* What this task involves
Where the records hold the string "derive", show the whole line it sits on.

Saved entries
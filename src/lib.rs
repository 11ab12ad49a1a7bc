pub mod math;
pub mod error;
pub mod catalog;
pub mod params;
pub mod recipe;
pub mod metrics;
pub mod optim;
pub mod engine;
pub mod cli;
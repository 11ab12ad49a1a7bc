pub mod data_loader;

use serde::{Deserialize, Serialize};
use std::collections::HashMap;
use std::str::FromStr;

#[derive(Debug, Serialize, Deserialize, Clone, Copy, PartialEq, Eq, Hash, Default)]
#[serde(rename_all = "snake_case")]
pub enum IngredientCategory {
    Dairy,
    Sugar,
    Stabilizer,
    Fruit,
    Flavor,
    Fat,
    #[default]
    Other,
}

impl FromStr for IngredientCategory {
    type Err = String;

    fn from_str(s: &str) -> Result<Self, Self::Err> {
        match s.trim().to_ascii_lowercase().as_str() {
            "dairy" => Ok(IngredientCategory::Dairy),
            "sugar" => Ok(IngredientCategory::Sugar),
            "stabilizer" => Ok(IngredientCategory::Stabilizer),
            "fruit" => Ok(IngredientCategory::Fruit),
            "flavor" | "flavour" => Ok(IngredientCategory::Flavor),
            "fat" => Ok(IngredientCategory::Fat),
            "other" | "" => Ok(IngredientCategory::Other),
            other => Err(format!("unknown ingredient category '{}'", other)),
        }
    }
}

/// Composition of one catalog ingredient, in percent of ingredient mass.
/// Anything not listed is water.
#[derive(Debug, Serialize, Deserialize, Clone, PartialEq, Default)]
#[serde(rename_all = "camelCase")]
pub struct IngredientData {
    pub id: String,
    #[serde(default)]
    pub name: String,
    #[serde(default)]
    pub category: IngredientCategory,
    #[serde(default)]
    pub fat_pct: f64,
    #[serde(default)]
    pub sugars_pct: f64,
    #[serde(default)]
    pub msnf_pct: f64,
    #[serde(default)]
    pub other_solids_pct: f64,
    /// Key into the profile's sugar coefficient table (e.g. "dextrose").
    #[serde(default, skip_serializing_if = "Option::is_none")]
    pub sugar_type: Option<String>,
    /// Overrides the sugar table's SP coefficient for this ingredient.
    #[serde(default, skip_serializing_if = "Option::is_none")]
    pub sp_coeff: Option<f64>,
    /// Overrides the sugar table's PAC coefficient for this ingredient.
    #[serde(default, skip_serializing_if = "Option::is_none")]
    pub pac_coeff: Option<f64>,
}

impl IngredientData {
    pub fn new(id: &str) -> Self {
        IngredientData {
            id: id.to_string(),
            name: id.to_string(),
            ..Default::default()
        }
    }

    pub fn with_category(mut self, category: IngredientCategory) -> Self {
        self.category = category;
        self
    }

    pub fn with_fat(mut self, pct: f64) -> Self {
        self.fat_pct = pct;
        self
    }

    pub fn with_sugars(mut self, pct: f64, sugar_type: &str) -> Self {
        self.sugars_pct = pct;
        self.sugar_type = Some(sugar_type.to_string());
        self
    }

    pub fn with_msnf(mut self, pct: f64) -> Self {
        self.msnf_pct = pct;
        self
    }

    pub fn with_other_solids(mut self, pct: f64) -> Self {
        self.other_solids_pct = pct;
        self
    }
}

/// Read-only view of the ingredient catalog. The engine never fetches data
/// itself; callers materialize a snapshot and hand it in.
pub trait IngredientCatalog {
    fn lookup(&self, ingredient_id: &str) -> Option<&IngredientData>;

    /// Every ingredient, ordered by id. Catalogs that cannot enumerate
    /// return nothing, which disables catalog-driven additions.
    fn ingredients(&self) -> Vec<&IngredientData> {
        Vec::new()
    }
}

fn sorted_by_id<'a>(items: impl Iterator<Item = &'a IngredientData>) -> Vec<&'a IngredientData> {
    let mut items: Vec<&IngredientData> = items.collect();
    items.sort_by(|a, b| a.id.cmp(&b.id));
    items
}

impl IngredientCatalog for HashMap<String, IngredientData> {
    fn lookup(&self, ingredient_id: &str) -> Option<&IngredientData> {
        self.get(ingredient_id)
    }

    fn ingredients(&self) -> Vec<&IngredientData> {
        sorted_by_id(self.values())
    }
}

#[derive(Debug, Clone, Default)]
pub struct InMemoryCatalog {
    items: HashMap<String, IngredientData>,
}

impl InMemoryCatalog {
    pub fn new() -> Self {
        Self::default()
    }

    /// Inserts or replaces an ingredient, keyed by its id.
    pub fn insert(&mut self, ingredient: IngredientData) {
        self.items.insert(ingredient.id.clone(), ingredient);
    }

    pub fn len(&self) -> usize {
        self.items.len()
    }

    pub fn is_empty(&self) -> bool {
        self.items.is_empty()
    }

    pub fn iter(&self) -> impl Iterator<Item = &IngredientData> {
        self.items.values()
    }
}

impl FromIterator<IngredientData> for InMemoryCatalog {
    fn from_iter<T: IntoIterator<Item = IngredientData>>(iter: T) -> Self {
        let mut catalog = InMemoryCatalog::new();
        for item in iter {
            catalog.insert(item);
        }
        catalog
    }
}

impl IngredientCatalog for InMemoryCatalog {
    fn lookup(&self, ingredient_id: &str) -> Option<&IngredientData> {
        self.items.get(ingredient_id)
    }

    fn ingredients(&self) -> Vec<&IngredientData> {
        sorted_by_id(self.items.values())
    }
}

* Result of this task
#[derive(Debug, Serialize, Deserialize, Clone, Copy, PartialEq, Eq, Hash, Default)]
#[derive(Debug, Serialize, Deserialize, Clone, PartialEq, Default)]
#[derive(Debug, Clone, Default)]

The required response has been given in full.